Stored data
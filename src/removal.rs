// src/removal.rs
// =============================================================================
// The interactive removal session.
//
// Each broken link moves through a tiny state machine:
//
//   Pending --(user says no)--> Kept
//   Pending --(removed)-------> Removed
//   Pending --(path failed)---> Failed
//
// Questions are asked one at a time in report order. The confirmed removals
// are then applied as one batch, deepest/last path first, so the paths
// recorded by the walker stay valid the whole way through. A confirmed path
// must still point at the link it was recorded for, or it is not touched.
// =============================================================================

use crate::error::PathError;
use crate::prompt::Confirm;
use crate::report::BrokenLinkRecord;
use crate::tree::{remove_batch, resolve, Node, PathAddress};
use anyhow::Result;
use serde_json::Value;
use tracing::{info, warn};

#[derive(Debug, Clone, PartialEq, Eq)]
pub enum RemovalState {
    Pending,
    Removed,
    Kept,
    Failed(PathError),
}

/// What happened to every broken link, in report order
#[derive(Debug, Clone)]
pub struct RemovalSummary {
    pub items: Vec<(BrokenLinkRecord, RemovalState)>,
}

impl RemovalSummary {
    pub fn removed(&self) -> usize {
        self.count(|s| matches!(s, RemovalState::Removed))
    }

    pub fn kept(&self) -> usize {
        self.count(|s| matches!(s, RemovalState::Kept))
    }

    pub fn failed(&self) -> usize {
        self.count(|s| matches!(s, RemovalState::Failed(_)))
    }

    fn count(&self, pred: impl Fn(&RemovalState) -> bool) -> usize {
        self.items.iter().filter(|(_, state)| pred(state)).count()
    }
}

/// Asks about each broken link and removes the confirmed ones from `document`
pub fn run_session(
    document: &mut Value,
    broken: &[BrokenLinkRecord],
    confirm: &mut impl Confirm,
) -> Result<RemovalSummary> {
    let mut states = vec![RemovalState::Pending; broken.len()];

    for (record, state) in broken.iter().zip(states.iter_mut()) {
        if !confirm.confirm(record)? {
            *state = RemovalState::Kept;
        }
    }

    // Confirmed paths must still point at the link they were recorded for
    for (record, state) in broken.iter().zip(states.iter_mut()) {
        if *state != RemovalState::Pending {
            continue;
        }
        if let Some(value) = resolve(document, record.path.steps()) {
            if Node::new(value).link_url() != Some(record.url.as_str()) {
                *state = RemovalState::Failed(PathError::UrlMismatch {
                    at: record.path.to_string(),
                    expected: record.url.clone(),
                });
            }
        }
    }

    let confirmed: Vec<usize> = states
        .iter()
        .enumerate()
        .filter(|(_, state)| **state == RemovalState::Pending)
        .map(|(i, _)| i)
        .collect();
    let paths: Vec<PathAddress> = confirmed.iter().map(|&i| broken[i].path.clone()).collect();

    for (i, result) in confirmed.into_iter().zip(remove_batch(document, &paths)) {
        states[i] = match result {
            Ok(()) => {
                info!("Removed {} at {}", broken[i].url, broken[i].path);
                RemovalState::Removed
            }
            Err(e) => {
                warn!("Could not remove {} at {}: {}", broken[i].url, broken[i].path, e);
                RemovalState::Failed(e)
            }
        };
    }

    Ok(RemovalSummary {
        items: broken.iter().cloned().zip(states).collect(),
    })
}

#[cfg(test)]
mod tests {
    use super::*;
    use crate::checker::Outcome;
    use crate::prompt::LinePrompt;
    use crate::tree::enumerate;
    use serde_json::json;
    use std::io::Cursor;

    fn broken_from(tree: &Value, urls: &[&str]) -> Vec<BrokenLinkRecord> {
        enumerate(tree)
            .into_iter()
            .filter(|e| urls.contains(&e.url.as_str()))
            .map(|e| BrokenLinkRecord {
                url: e.url,
                path: e.path,
                outcome: Outcome::Status(404),
            })
            .collect()
    }

    fn answers(script: &str) -> LinePrompt<Cursor<String>, Vec<u8>> {
        LinePrompt::new(Cursor::new(script.to_string()), Vec::new())
    }

    #[test]
    fn test_removes_all_confirmed_siblings() {
        let mut tree = json!({"children": [
            {"type": "url", "url": "https://a.test"},
            {"type": "url", "url": "https://b.test"},
            {"type": "url", "url": "https://c.test"}
        ]});
        let broken = broken_from(&tree, &["https://a.test", "https://b.test", "https://c.test"]);

        let summary = run_session(&mut tree, &broken, &mut answers("y\n\nY\n")).unwrap();

        assert_eq!(summary.removed(), 3);
        assert_eq!(tree, json!({"children": []}));
    }

    #[test]
    fn test_kept_links_stay_and_others_still_resolve() {
        let mut tree = json!({"children": [
            {"type": "url", "url": "https://a.test"},
            {"type": "url", "url": "https://b.test"},
            {"type": "url", "url": "https://c.test"}
        ]});
        let broken = broken_from(&tree, &["https://a.test", "https://b.test", "https://c.test"]);

        let summary = run_session(&mut tree, &broken, &mut answers("y\nn\ny\n")).unwrap();

        assert_eq!(summary.removed(), 2);
        assert_eq!(summary.kept(), 1);
        assert_eq!(summary.items[1].1, RemovalState::Kept);
        assert_eq!(
            tree,
            json!({"children": [{"type": "url", "url": "https://b.test"}]})
        );
    }

    #[test]
    fn test_failed_removal_is_reported_and_session_continues() {
        let mut tree = json!({"children": [{"type": "url", "url": "https://a.test"}]});
        let mut broken = broken_from(&tree, &["https://a.test"]);
        broken.insert(
            0,
            BrokenLinkRecord {
                url: "https://stale.test".to_string(),
                path: PathAddress::root().child_index(5),
                outcome: Outcome::Error("Connection failed".to_string()),
            },
        );

        let summary = run_session(&mut tree, &broken, &mut answers("y\ny\n")).unwrap();

        assert_eq!(summary.failed(), 1);
        assert_eq!(summary.removed(), 1);
        assert!(matches!(
            summary.items[0].1,
            RemovalState::Failed(PathError::IndexOutOfRange { .. })
        ));
        assert_eq!(tree, json!({"children": []}));
    }

    #[test]
    fn test_path_pointing_at_another_link_is_not_removed() {
        let mut tree = json!({"children": [
            {"type": "url", "url": "https://a.test"},
            {"type": "url", "url": "https://b.test"}
        ]});
        let before = tree.clone();
        let broken = vec![BrokenLinkRecord {
            url: "https://b.test".to_string(),
            path: PathAddress::root().child_index(0),
            outcome: Outcome::Status(404),
        }];

        let summary = run_session(&mut tree, &broken, &mut answers("y\n")).unwrap();

        assert!(matches!(
            summary.items[0].1,
            RemovalState::Failed(PathError::UrlMismatch { .. })
        ));
        assert_eq!(tree, before);
    }

    #[test]
    fn test_nothing_confirmed_leaves_document_alone() {
        let mut tree = json!({"children": [{"type": "url", "url": "https://a.test"}]});
        let before = tree.clone();
        let broken = broken_from(&tree, &["https://a.test"]);

        let summary = run_session(&mut tree, &broken, &mut answers("")).unwrap();

        assert_eq!(summary.removed(), 0);
        assert_eq!(summary.kept(), 1);
        assert_eq!(tree, before);
    }
}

• [Action item]
From the first line to the last, set down every record exactly as written above.

• [Answer]
filename src/removal.rs
// src/removal.rs
// =============================================================================
// The interactive removal session.
//
// Each broken link moves through a tiny state machine:
//
//   Pending --(user says no)--> Kept
//   Pending --(removed)-------> Removed
//   Pending --(path failed)---> Failed
//
// Questions are asked one at a time in report order. The confirmed removals
// are then applied as one batch, deepest/last path first, so the paths
// recorded by the walker stay valid the whole way through. A confirmed path
// must still point at the link it was recorded for, or it is not touched.
// =============================================================================

use crate::error::PathError;
use crate::prompt::Confirm;
use crate::report::BrokenLinkRecord;
use crate::tree::{remove_batch, resolve, Node, PathAddress};
use anyhow::Result;
use serde_json::Value;
use tracing::{info, warn};

#[derive(Debug, Clone, PartialEq, Eq)]
pub enum RemovalState {
    Pending,
    Removed,
    Kept,
    Failed(PathError),
}

/// What happened to every broken link, in report order
#[derive(Debug, Clone)]
pub struct RemovalSummary {
    pub items: Vec<(BrokenLinkRecord, RemovalState)>,
}

impl RemovalSummary {
    pub fn removed(&self) -> usize {
        self.count(|s| matches!(s, RemovalState::Removed))
    }

    pub fn kept(&self) -> usize {
        self.count(|s| matches!(s, RemovalState::Kept))
    }

    pub fn failed(&self) -> usize {
        self.count(|s| matches!(s, RemovalState::Failed(_)))
    }

    fn count(&self, pred: impl Fn(&RemovalState) -> bool) -> usize {
        self.items.iter().filter(|(_, state)| pred(state)).count()
    }
}

/// Asks about each broken link and removes the confirmed ones from `document`
pub fn run_session(
    document: &mut Value,
    broken: &[BrokenLinkRecord],
    confirm: &mut impl Confirm,
) -> Result<RemovalSummary> {
    let mut states = vec![RemovalState::Pending; broken.len()];

    for (record, state) in broken.iter().zip(states.iter_mut()) {
        if !confirm.confirm(record)? {
            *state = RemovalState::Kept;
        }
    }

    // Confirmed paths must still point at the link they were recorded for
    for (record, state) in broken.iter().zip(states.iter_mut()) {
        if *state != RemovalState::Pending {
            continue;
        }
        if let Some(value) = resolve(document, record.path.steps()) {
            if Node::new(value).link_url() != Some(record.url.as_str()) {
                *state = RemovalState::Failed(PathError::UrlMismatch {
                    at: record.path.to_string(),
                    expected: record.url.clone(),
                });
            }
        }
    }

    let confirmed: Vec<usize> = states
        .iter()
        .enumerate()
        .filter(|(_, state)| **state == RemovalState::Pending)
        .map(|(i, _)| i)
        .collect();
    let paths: Vec<PathAddress> = confirmed.iter().map(|&i| broken[i].path.clone()).collect();

    for (i, result) in confirmed.into_iter().zip(remove_batch(document, &paths)) {
        states[i] = match result {
            Ok(()) => {
                info!("Removed {} at {}", broken[i].url, broken[i].path);
                RemovalState::Removed
            }
            Err(e) => {
                warn!("Could not remove {} at {}: {}", broken[i].url, broken[i].path, e);
                RemovalState::Failed(e)
            }
        };
    }

    Ok(RemovalSummary {
        items: broken.iter().cloned().zip(states).collect(),
    })
}

#[cfg(test)]
mod tests {
    use super::*;
    use crate::checker::Outcome;
    use crate::prompt::LinePrompt;
    use crate::tree::enumerate;
    use serde_json::json;
    use std::io::Cursor;

    fn broken_from(tree: &Value, urls: &[&str]) -> Vec<BrokenLinkRecord> {
        enumerate(tree)
            .into_iter()
            .filter(|e| urls.contains(&e.url.as_str()))
            .map(|e| BrokenLinkRecord {
                url: e.url,
                path: e.path,
                outcome: Outcome::Status(404),
            })
            .collect()
    }

    fn answers(script: &str) -> LinePrompt<Cursor<String>, Vec<u8>> {
        LinePrompt::new(Cursor::new(script.to_string()), Vec::new())
    }

    #[test]
    fn test_removes_all_confirmed_siblings() {
        let mut tree = json!({"children": [
            {"type": "url", "url": "https://a.test"},
            {"type": "url", "url": "https://b.test"},
            {"type": "url", "url": "https://c.test"}
        ]});
        let broken = broken_from(&tree, &["https://a.test", "https://b.test", "https://c.test"]);

        let summary = run_session(&mut tree, &broken, &mut answers("y\n\nY\n")).unwrap();

        assert_eq!(summary.removed(), 3);
        assert_eq!(tree, json!({"children": []}));
    }

    #[test]
    fn test_kept_links_stay_and_others_still_resolve() {
        let mut tree = json!({"children": [
            {"type": "url", "url": "https://a.test"},
            {"type": "url", "url": "https://b.test"},
            {"type": "url", "url": "https://c.test"}
        ]});
        let broken = broken_from(&tree, &["https://a.test", "https://b.test", "https://c.test"]);

        let summary = run_session(&mut tree, &broken, &mut answers("y\nn\ny\n")).unwrap();

        assert_eq!(summary.removed(), 2);
        assert_eq!(summary.kept(), 1);
        assert_eq!(summary.items[1].1, RemovalState::Kept);
        assert_eq!(
            tree,
            json!({"children": [{"type": "url", "url": "https://b.test"}]})
        );
    }

    #[test]
    fn test_failed_removal_is_reported_and_session_continues() {
        let mut tree = json!({"children": [{"type": "url", "url": "https://a.test"}]});
        let mut broken = broken_from(&tree, &["https://a.test"]);
        broken.insert(
            0,
            BrokenLinkRecord {
                url: "https://stale.test".to_string(),
                path: PathAddress::root().child_index(5),
                outcome: Outcome::Error("Connection failed".to_string()),
            },
        );

        let summary = run_session(&mut tree, &broken, &mut answers("y\ny\n")).unwrap();

        assert_eq!(summary.failed(), 1);
        assert_eq!(summary.removed(), 1);
        assert!(matches!(
            summary.items[0].1,
            RemovalState::Failed(PathError::IndexOutOfRange { .. })
        ));
        assert_eq!(tree, json!({"children": []}));
    }

    #[test]
    fn test_path_pointing_at_another_link_is_not_removed() {
        let mut tree = json!({"children": [
            {"type": "url", "url": "https://a.test"},
            {"type": "url", "url": "https://b.test"}
        ]});
        let before = tree.clone();
        let broken = vec![BrokenLinkRecord {
            url: "https://b.test".to_string(),
            path: PathAddress::root().child_index(0),
            outcome: Outcome::Status(404),
        }];

        let summary = run_session(&mut tree, &broken, &mut answers("y\n")).unwrap();

        assert!(matches!(
            summary.items[0].1,
            RemovalState::Failed(PathError::UrlMismatch { .. })
        ));
        assert_eq!(tree, before);
    }

    #[test]
    fn test_nothing_confirmed_leaves_document_alone() {
        let mut tree = json!({"children": [{"type": "url", "url": "https://a.test"}]});
        let before = tree.clone();
        let broken = broken_from(&tree, &["https://a.test"]);

        let summary = run_session(&mut tree, &broken, &mut answers("")).unwrap();

        assert_eq!(summary.removed(), 0);
        assert_eq!(summary.kept(), 1);
        assert_eq!(tree, before);
    }
}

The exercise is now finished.